Hexagonal Architecture Pattern

# Core domain (hexagon center)
class OrderService:
    """Domain service - no infrastructure dependencies."""

    def __init__(
        self,
        order_repository: OrderRepositoryPort,
        payment_gateway: PaymentGatewayPort,
        notification_service: NotificationPort
    ):
        self.orders = order_repository
        self.payments = payment_gateway
        self.notifications = notification_service

    async def place_order(self, order: Order) -> OrderResult:
        # Business logic
        if not order.is_valid():
            return OrderResult(success=False, error="Invalid order")

        # Use ports (interfaces)
        payment = await self.payments.charge(
            amount=order.total,
            customer=order.customer_id
        )

        if not payment.success:
            return OrderResult(success=False, error="Payment failed")

        order.mark_as_paid()
        saved_order = await self.orders.save(order)

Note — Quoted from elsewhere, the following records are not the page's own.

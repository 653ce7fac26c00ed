//! Time management for the agent
//!
//! The agent advances in discrete wall-clock ticks (default 100ms). Every
//! `cycle_interval_ms` worth of ticks, a reasoning/decision cycle runs.
//! Time is tracked in milliseconds rather than wall-clock `Instant`s so
//! that simulation runs are reproducible under a configurable `time_scale`.

use serde::{Deserialize, Serialize};

/// Deterministic logical clock for the agent loop.
///
/// # Example
/// ```
/// use ops_agent_core::time::SimClock;
///
/// let mut clock = SimClock::new(100, 10_000);
/// assert_eq!(clock.now_ms(), 0);
/// assert_eq!(clock.cycle_counter(), 0);
///
/// clock.advance(100);
/// assert_eq!(clock.now_ms(), 100);
/// ```
#[derive(Debug, Clone, Serialize, Deserialize)]
pub struct SimClock {
    /// Milliseconds elapsed since the agent started.
    now_ms: u64,
    /// Tick duration in milliseconds.
    tick_ms: u64,
    /// Duration of a reasoning/decision cycle in milliseconds.
    cycle_interval_ms: u64,
    /// Number of completed reasoning/decision cycles.
    cycle_counter: u64,
    /// Milliseconds elapsed since the last cycle boundary.
    since_last_cycle_ms: u64,
}

impl SimClock {
    /// Create a new clock.
    ///
    /// # Panics
    /// Panics if `tick_ms` is zero or `cycle_interval_ms` is not a multiple
    /// of `tick_ms`.
    pub fn new(tick_ms: u64, cycle_interval_ms: u64) -> Self {
        assert!(tick_ms > 0, "tick_ms must be positive");
        assert!(
            cycle_interval_ms >= tick_ms,
            "cycle_interval_ms must be at least one tick"
        );
        Self {
            now_ms: 0,
            tick_ms,
            cycle_interval_ms,
            cycle_counter: 0,
            since_last_cycle_ms: 0,
        }
    }

    /// Restore a clock to an exact point, e.g. from a snapshot.
    pub fn restore(tick_ms: u64, cycle_interval_ms: u64, now_ms: u64, cycle_counter: u64) -> Self {
        let mut clock = Self::new(tick_ms, cycle_interval_ms);
        clock.now_ms = now_ms;
        clock.cycle_counter = cycle_counter;
        clock
    }

    /// Advance the clock by `dt_ms` milliseconds. Returns `true` if a full
    /// cycle interval has elapsed and a reasoning/decision cycle is due.
    pub fn advance(&mut self, dt_ms: u64) -> bool {
        self.now_ms += dt_ms;
        self.since_last_cycle_ms += dt_ms;
        if self.since_last_cycle_ms >= self.cycle_interval_ms {
            self.since_last_cycle_ms -= self.cycle_interval_ms;
            self.cycle_counter += 1;
            true
        } else {
            false
        }
    }

    /// Current simulated time in milliseconds.
    pub fn now_ms(&self) -> u64 {
        self.now_ms
    }

    /// Tick duration in milliseconds.
    pub fn tick_ms(&self) -> u64 {
        self.tick_ms
    }

    /// Cycle interval in milliseconds.
    pub fn cycle_interval_ms(&self) -> u64 {
        self.cycle_interval_ms
    }

    /// Number of completed reasoning/decision cycles.
    pub fn cycle_counter(&self) -> u64 {
        self.cycle_counter
    }
}

#[cfg(test)]
mod tests {
    use super::*;

    #[test]
    #[should_panic(expected = "tick_ms must be positive")]
    fn test_zero_tick_ms_panics() {
        SimClock::new(0, 1000);
    }

    #[test]
    fn test_cycle_boundary_fires_once_per_interval() {
        let mut clock = SimClock::new(100, 500);
        let mut fired = 0;
        for _ in 0..20 {
            if clock.advance(100) {
                fired += 1;
            }
        }
        assert_eq!(fired, 4, "2000ms / 500ms cycle interval = 4 cycles");
        assert_eq!(clock.cycle_counter(), 4);
    }

    #[test]
    fn test_restore_preserves_position() {
        let clock = SimClock::restore(100, 500, 12_300, 24);
        assert_eq!(clock.now_ms(), 12_300);
        assert_eq!(clock.cycle_counter(), 24);
    }
}
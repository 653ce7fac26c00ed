//! Reasoning (component E): anomaly detection, pattern classification, and
//! hypothesis generation. Runs once per cycle against the current window's
//! aggregates and the rolling baselines; stateless except for a small
//! belief cache keyed by dimension (used to track hypothesis confidence
//! across cycles).

pub mod anomaly;
pub mod hypothesis;
pub mod pattern;

pub use anomaly::{AnomalyFlag, Metric};
pub use hypothesis::{Hypothesis, HypothesisEngine};
pub use pattern::PatternFamily;
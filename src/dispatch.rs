//! Authenticated request dispatcher with bounded rate-limit retries.
//!
//! [`Dispatcher::send`] performs one logical request end-to-end: it resolves a bearer token
//! through the [`TokenCache`] (for authenticated requests), calls the [`HttpTransport`], and
//! retries 429 responses up to the [`RetryPolicy`] budget, waiting for the server's Retry-After
//! hint between attempts. Every other status is handed back untouched so the
//! [decode contract](crate::decode) can classify it. Transport failures, token refresh
//! failures, and cancellation are never retried here.

pub mod request;
pub mod retry;

pub use request::*;
pub use retry::*;

// crates.io
use http::{
	HeaderValue, StatusCode,
	header::{ACCEPT, AUTHORIZATION},
};
// self
use crate::{
	_prelude::*,
	auth::Credentials,
	cache::TokenCache,
	context::CallContext,
	error::{ConfigError, RateLimitError},
	obs::{self, CallKind, CallOutcome, CallSpan},
	transport::{HttpRequest, HttpResponse, HttpTransport},
};

/// Sends requests through a transport, attaching credentials and retrying rate limits.
///
/// Cloning is cheap; clones share the transport and token cache.
pub struct Dispatcher<T>
where
	T: ?Sized + HttpTransport,
{
	transport: Arc<T>,
	base_url: Arc<str>,
	retry: RetryPolicy,
	tokens: Option<Arc<TokenCache>>,
}
impl<T> Dispatcher<T>
where
	T: ?Sized + HttpTransport,
{
	/// Creates a dispatcher without a token cache; authenticated requests fail until one is set.
	pub fn new(transport: impl Into<Arc<T>>, base_url: &str) -> Result<Self> {
		Url::parse(base_url).map_err(|source| ConfigError::InvalidBaseUrl {
			url: base_url.to_owned(),
			source,
		})?;

		Ok(Self {
			transport: transport.into(),
			base_url: Arc::from(base_url.trim_end_matches('/')),
			retry: RetryPolicy::default(),
			tokens: None,
		})
	}

	/// Attaches the token cache used for authenticated requests.
	pub fn with_token_cache(mut self, tokens: Arc<TokenCache>) -> Self {
		self.tokens = Some(tokens);

		self
	}

	/// Overrides the retry budget.
	pub fn with_retry_policy(mut self, retry: RetryPolicy) -> Self {
		self.retry = retry;

		self
	}

	/// Returns the base URL every request path is appended to.
	pub fn base_url(&self) -> &str {
		&self.base_url
	}

	/// Returns the retry budget.
	pub fn retry_policy(&self) -> RetryPolicy {
		self.retry
	}

	/// Returns the token cache, if one is attached.
	pub fn token_cache(&self) -> Option<&Arc<TokenCache>> {
		self.tokens.as_ref()
	}

	/// Returns the shared transport.
	pub fn transport(&self) -> &Arc<T> {
		&self.transport
	}

	/// Performs `request`, attaching a bearer token when it requires authentication.
	///
	/// Returns the raw response for 2xx and every non-429 status. Exhausted 429 retries yield
	/// [`Error::RateLimited`].
	pub async fn send(&self, request: &Request, ctx: &CallContext) -> Result<HttpResponse> {
		const KIND: CallKind = CallKind::Request;

		let span = CallSpan::new(KIND, "send");

		obs::record_call_outcome(KIND, CallOutcome::Attempt);

		let result = span
			.instrument(async move {
				let authorization = if request.requires_auth {
					let tokens = self.tokens.as_ref().ok_or(ConfigError::MissingTokenCache)?;
					let token = tokens.get_valid(ctx).await?;

					Some(sensitive_header(&format!("Bearer {}", token.expose()))?)
				} else {
					None
				};

				self.dispatch(KIND, request, authorization, ctx).await
			})
			.await;

		obs::record_result(KIND, &result);

		result
	}

	/// Performs `request` with HTTP Basic credentials instead of a bearer token.
	///
	/// Used for the credential exchange; the token cache is never consulted.
	pub async fn send_with_basic_auth(
		&self,
		request: &Request,
		credentials: &Credentials,
		ctx: &CallContext,
	) -> Result<HttpResponse> {
		const KIND: CallKind = CallKind::CredentialExchange;

		let span = CallSpan::new(KIND, "send_with_basic_auth");

		// Outcomes are recorded by the caller, which also owns decoding the token body.
		span.instrument(async move {
			let authorization = sensitive_header(&credentials.basic_authorization())?;

			self.dispatch(KIND, request, Some(authorization), ctx).await
		})
		.await
	}

	async fn dispatch(
		&self,
		kind: CallKind,
		request: &Request,
		authorization: Option<HeaderValue>,
		ctx: &CallContext,
	) -> Result<HttpResponse> {
		let url = request.url(&self.base_url)?;
		let mut attempt = 1;

		loop {
			let http_request = build_http_request(request, &url, authorization.as_ref())?;
			let response = ctx.run(self.transport.execute(http_request)).await??;

			if response.status() != StatusCode::TOO_MANY_REQUESTS {
				return Ok(response);
			}

			let retry_after = parse_retry_after(response.headers(), OffsetDateTime::now_utc());

			drop(response);

			if !self.retry.allows_retry_after(attempt) {
				obs::record_rate_limited(kind, attempt, retry_after);

				return Err(RateLimitError { retry_after, attempts: attempt }.into());
			}

			obs::record_retry(kind, attempt, retry_after);
			ctx.sleep(retry_after).await?;

			attempt += 1;
		}
	}
}
#[cfg(feature = "reqwest")]
impl Dispatcher<crate::transport::ReqwestTransport> {
	/// Creates a dispatcher backed by the default reqwest transport.
	pub fn with_default_transport(base_url: &str) -> Result<Self> {
		Self::new(crate::transport::ReqwestTransport::default(), base_url)
	}
}
impl<T> Clone for Dispatcher<T>
where
	T: ?Sized + HttpTransport,
{
	fn clone(&self) -> Self {
		Self {
			transport: Arc::clone(&self.transport),
			base_url: Arc::clone(&self.base_url),
			retry: self.retry,
			tokens: self.tokens.clone(),
		}
	}
}
impl<T> Debug for Dispatcher<T>
where
	T: ?Sized + HttpTransport,
{
	fn fmt(&self, f: &mut Formatter) -> FmtResult {
		f.debug_struct("Dispatcher")
			.field("base_url", &self.base_url)
			.field("retry", &self.retry)
			.field("token_cache_set", &self.tokens.is_some())
			.finish()
	}
}

fn build_http_request(
	request: &Request,
	url: &Url,
	authorization: Option<&HeaderValue>,
) -> Result<HttpRequest> {
	let mut builder = http::Request::builder()
		.method(request.method.clone())
		.uri(url.as_str())
		.header(ACCEPT, "application/json");

	if let Some(value) = authorization {
		builder = builder.header(AUTHORIZATION, value.clone());
	}

	builder.body(Vec::new()).map_err(|err| ConfigError::from(err).into())
}

fn sensitive_header(value: &str) -> Result<HeaderValue> {
	let mut header = HeaderValue::from_str(value).map_err(ConfigError::from)?;

	header.set_sensitive(true);

	Ok(header)
}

        await self.notifications.send(
            to=order.customer_email,
            subject="Order confirmed",
            body=f"Order {order.id} confirmed"
        )

        return OrderResult(success=True, order=saved_order)

# Ports (interfaces)
class OrderRepositoryPort(ABC):
    @abstractmethod
    async def save(self, order: Order) -> Order:
        pass

class PaymentGatewayPort(ABC):
    @abstractmethod
    async def charge(self, amount: Money, customer: str) -> PaymentResult:
        pass

class NotificationPort(ABC):
    @abstractmethod
    async def send(self, to: str, subject: str, body: str):
        pass

# Adapters (implementations)
class StripePaymentAdapter(PaymentGatewayPort):
    """Primary adapter: connects to Stripe API."""

    def __init__(self, api_key: str):
        self.stripe = stripe
        self.stripe.api_key = api_key

    async def charge(self, amount: Money, customer: str) -> PaymentResult:
        try:
            charge = self.stripe.Charge.create(
                amount=amount.cents,
                currency=amount.currency,
                customer=customer
            )
            return PaymentResult(success=True, transaction_id=charge.id)
        except stripe.error.CardError as e:
            return PaymentResult(success=False, error=str(e))

class MockPaymentAdapter(PaymentGatewayPort):
    """Test adapter: no external dependencies."""

    async def charge(self, amount: Money, customer: str) -> PaymentResult:
        return PaymentResult(success=True, transaction_id="mock-123")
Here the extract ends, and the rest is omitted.